Outlook 2010 woes

Bryan Holloway bryan at shout.net
Tue Nov 1 23:20:14 UTC 2016


In case anyone is interested, we finally found the problem:

The new (2.2) server had "auth_mechanisms" of "digest-md5" enabled along 
with "plain". This is what was causing the four-second delay, but only 
with Outlook clients.

Everything is working great now across the board.

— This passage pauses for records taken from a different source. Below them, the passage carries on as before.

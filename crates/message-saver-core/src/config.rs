use alloy::primitives::Address;

use crate::domain::{AppMetadata, ContractId, Hbar, Network};

#[derive(Debug, Clone)]
pub struct SessionConfig {
    pub network: Network,
    pub app_metadata: AppMetadata,
    /// Third parameter of the transport's init call.
    pub init_single_account: bool,
    pub init_wait_ms: u64,
    pub connect_delay_ms: u64,
    pub additional_accounts_delay_ms: u64,
    /// Elapsed-time checkpoints (ms after the connect request) for recovery.
    pub recovery_checkpoints_ms: Vec<u64>,
    pub clear_on_connect: bool,
    pub auto_soft_reset: bool,
}

impl Default for SessionConfig {
    fn default() -> Self {
        Self {
            network: Network::default(),
            app_metadata: AppMetadata::new("http://localhost:3000", None, None),
            init_single_account: false,
            init_wait_ms: 1_000,
            connect_delay_ms: 500,
            additional_accounts_delay_ms: 1_000,
            recovery_checkpoints_ms: vec![3_000, 8_000, 15_000],
            clear_on_connect: false,
            auto_soft_reset: false,
        }
    }
}

impl SessionConfig {
    pub fn final_checkpoint_ms(&self) -> u64 {
        self.recovery_checkpoints_ms.iter().copied().max().unwrap_or(0)
    }

    /// Upper bound on how long one connect attempt may hold the in-flight slot.
    pub fn attempt_window_ms(&self) -> u64 {
        self.init_wait_ms
            .saturating_add(self.connect_delay_ms)
            .saturating_add(self.final_checkpoint_ms())
    }
}

#[derive(Debug, Clone)]
pub struct RouterConfig {
    pub contract_id: Option<ContractId>,
    pub contract_evm_address: Option<Address>,
    pub default_gas: u64,
    pub max_transaction_fee: Hbar,
    pub query_gas: u64,
    pub max_query_payment: Hbar,
    pub receipt_poll_interval_ms: u64,
    pub receipt_max_polls: u32,
}

impl Default for RouterConfig {
    fn default() -> Self {
        Self {
            contract_id: None,
            contract_evm_address: None,
            default_gas: 100_000,
            max_transaction_fee: Hbar::from_hbar(2),
            query_gas: 50_000,
            max_query_payment: Hbar::from_hbar(1),
            receipt_poll_interval_ms: 1_000,
            receipt_max_polls: 60,
        }
    }
}
use std::collections::BTreeMap;
use std::sync::{Arc, Mutex, MutexGuard};

use message_saver_core::domain::StorageArea;
use message_saver_core::{PortError, StoragePort};

#[derive(Debug, Default)]
struct Areas {
    local: BTreeMap<String, String>,
    session: BTreeMap<String, String>,
}

impl Areas {
    fn area(&mut self, area: StorageArea) -> &mut BTreeMap<String, String> {
        match area {
            StorageArea::Local => &mut self.local,
            StorageArea::Session => &mut self.session,
        }
    }
}

/// Process-local storage; clones share the same maps.
#[derive(Debug, Clone, Default)]
pub struct MemoryStorage {
    areas: Arc<Mutex<Areas>>,
}

impl MemoryStorage {
    pub fn new() -> Self {
        Self::default()
    }

    fn lock(&self) -> Result<MutexGuard<'_, Areas>, PortError> {
        self.areas
            .lock()
            .map_err(|e| PortError::Transport(format!("storage lock poisoned: {e}")))
    }

    pub fn set(&self, area: StorageArea, key: &str, value: &str) -> Result<(), PortError> {
        self.lock()?
            .area(area)
            .insert(key.to_owned(), value.to_owned());
        Ok(())
    }
}

impl StoragePort for MemoryStorage {
    fn keys(&self, area: StorageArea) -> Result<Vec<String>, PortError> {
        Ok(self.lock()?.area(area).keys().cloned().collect())
    }

    fn get(&self, area: StorageArea, key: &str) -> Result<Option<String>, PortError> {
        Ok(self.lock()?.area(area).get(key).cloned())
    }

    fn remove(&self, area: StorageArea, key: &str) -> Result<(), PortError> {
        self.lock()?.area(area).remove(key);
        Ok(())
    }

    fn clear(&self, area: StorageArea) -> Result<(), PortError> {
        self.lock()?.area(area).clear();
        Ok(())
    }
}

/// `window.localStorage` / `window.sessionStorage`.
#[cfg(target_arch = "wasm32")]
#[derive(Debug, Clone, Default)]
pub struct BrowserStorage;

#[cfg(target_arch = "wasm32")]
impl BrowserStorage {
    fn storage(area: StorageArea) -> Result<web_sys::Storage, PortError> {
        let window = crate::browser::window()?;
        let storage = match area {
            StorageArea::Local => window.local_storage(),
            StorageArea::Session => window.session_storage(),
        };
        storage
            .map_err(|e| PortError::Transport(format!("storage unavailable: {e:?}")))?
            .ok_or_else(|| PortError::NotFound(format!("{area:?} storage disabled")))
    }
}

#[cfg(target_arch = "wasm32")]
impl StoragePort for BrowserStorage {
    fn keys(&self, area: StorageArea) -> Result<Vec<String>, PortError> {
        let storage = Self::storage(area)?;
        let len = storage
            .length()
            .map_err(|e| PortError::Transport(format!("storage length failed: {e:?}")))?;
        let mut keys = Vec::with_capacity(len as usize);
        for index in 0..len {
            if let Ok(Some(key)) = storage.key(index) {
                keys.push(key);
            }
        }
        Ok(keys)
    }

    fn get(&self, area: StorageArea, key: &str) -> Result<Option<String>, PortError> {
        Self::storage(area)?
            .get_item(key)
            .map_err(|e| PortError::Transport(format!("storage read {key} failed: {e:?}")))
    }

    fn remove(&self, area: StorageArea, key: &str) -> Result<(), PortError> {
        Self::storage(area)?
            .remove_item(key)
            .map_err(|e| PortError::Transport(format!("storage remove {key} failed: {e:?}")))
    }

    fn clear(&self, area: StorageArea) -> Result<(), PortError> {
        Self::storage(area)?
            .clear()
            .map_err(|e| PortError::Transport(format!("storage clear failed: {e:?}")))
    }
}

#[cfg(test)]
mod tests {
    use super::*;

    #[test]
    fn areas_are_independent_and_clones_share_state() {
        let storage = MemoryStorage::new();
        let view = storage.clone();
        storage
            .set(StorageArea::Local, "hashconnectData", "{}")
            .expect("set");
        storage
            .set(StorageArea::Session, "wc@2:session", "x")
            .expect("set");

        assert_eq!(view.keys(StorageArea::Local).expect("keys"), vec!["hashconnectData"]);
        view.clear(StorageArea::Local).expect("clear");
        assert!(storage.keys(StorageArea::Local).expect("keys").is_empty());
        assert_eq!(
            storage.get(StorageArea::Session, "wc@2:session").expect("get"),
            Some("x".to_owned())
        );
    }
}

Thanks again to everyone's suggestions.

			- bryan


On 10/27/16 7:09 PM, Bryan Holloway wrote:
> So after several days of more troubleshooting, I have some things to
> report to the list.
>
> First and foremost, I have discovered that the issue has nothing to do
> with SSL/TLS, which was my earlier suspicion because after doing some
> PCAPs I discovered that the transactions were negotiating TLS 1.2 on the
> new server, as opposed to 1.0 on the old.
>
> Also thank you for the rawlog suggestion: that helped a lot in
> determining what was happening on the IMAP level.
>
> That all said, this is what I've discovered:
>
> There is a very curious and reproducible four-second delay during the
> negotiation between server and client which is not present in Dovecot
> 2.1. This is what our customer is complaining about using Outlook 2010.
>
> During a plaintext TCP stream, I'm seeing this:
>
> 1. Client connects (SYN) to server.
>
> 2. Server ACKs and throws back CAPABILITIES.
>
> 3. User attempts to auth with DIGEST-MD5.
>
> 4. Server says, "no thanks." (Not sure why, but I don't believe this is
> relevant.)
>
> 5. User attempts to auth with plaintext.
>
> 6. Server says, "Yup. You are you. You're logged in."
>
> 7. Client sends the following: ID ("name" "Microsoft Outlook" "version"
> "14.0")
>
> 8. Server sends an ACK
>
> ... and then there's this very curious four-second delay.
>
> 9. Server then sends out new CAPABILITIES, and everything proceeds
> thereafter as normal and zippy and fast.
>
> Does this shed any light on the subject?
>
>
> On 10/13/16 11:21 AM, Bryan Holloway wrote:
>> On 10/13/16 11:01 AM, Aki Tuomi wrote:
>>>
>>>> On October 13, 2016 at 6:52 PM Konstantin Khomoutov
>>>> <flatworm at users.sourceforge.net> wrote:
>>>>
>>>>
>>>> On Thu, 13 Oct 2016 10:35:14 -0500
>>>> Bryan Holloway <bryan at shout.net> wrote:
>>>>
>>>>>> [...]
>>>>>>> Is there a way to see the IMAP commands coming from the client?
>>>>>>> I've tried looking at PCAPs, but of course they're encrypted so I
>>>>>>> can't see the actual dialog going on between the server and
>>>>>>> client. I didn't see an obvious way to do this in the docs.
>>>>>>
>>>>>> If you have access to the SSL/TLS key (IOW, the private part of the
>>>>>> cert) the server uses to secure IMAP connections you can dump the
>>>>>> IMAP traffic using the `ssldump` utility (which builds on
>>>>>> `tcpdump`).
>>>>>
>>>>> I do, but the client is using a DH key exchange so I only have the
>>>>> server-side private key.
>>>>>
>>>>> Tried that using Wireshark's decoder features and ran into this
>>>>> problem. I'm assuming I'd run into the same using ssldump, but I'll
>>>>> give it a shot!
>>>>
>>>> I think DH is not the culprit: just to be able to actually decode SSL
>>>> traffic, you must have the server private key when you're decoding the
>>>> SSL handshake phase -- to be able to recover the session keys, which
>>>> you then use to decode the actual tunneled data.
>>>
>>> You can also enable only non DH algorithms in ssl settings if rawlog
>>> isn't working for you.
>>>
>>> Aki
>>>
>>
>> Ah -- interesting tip. I hadn't thought of that. Thank you! I'll report
>> my findings to the list.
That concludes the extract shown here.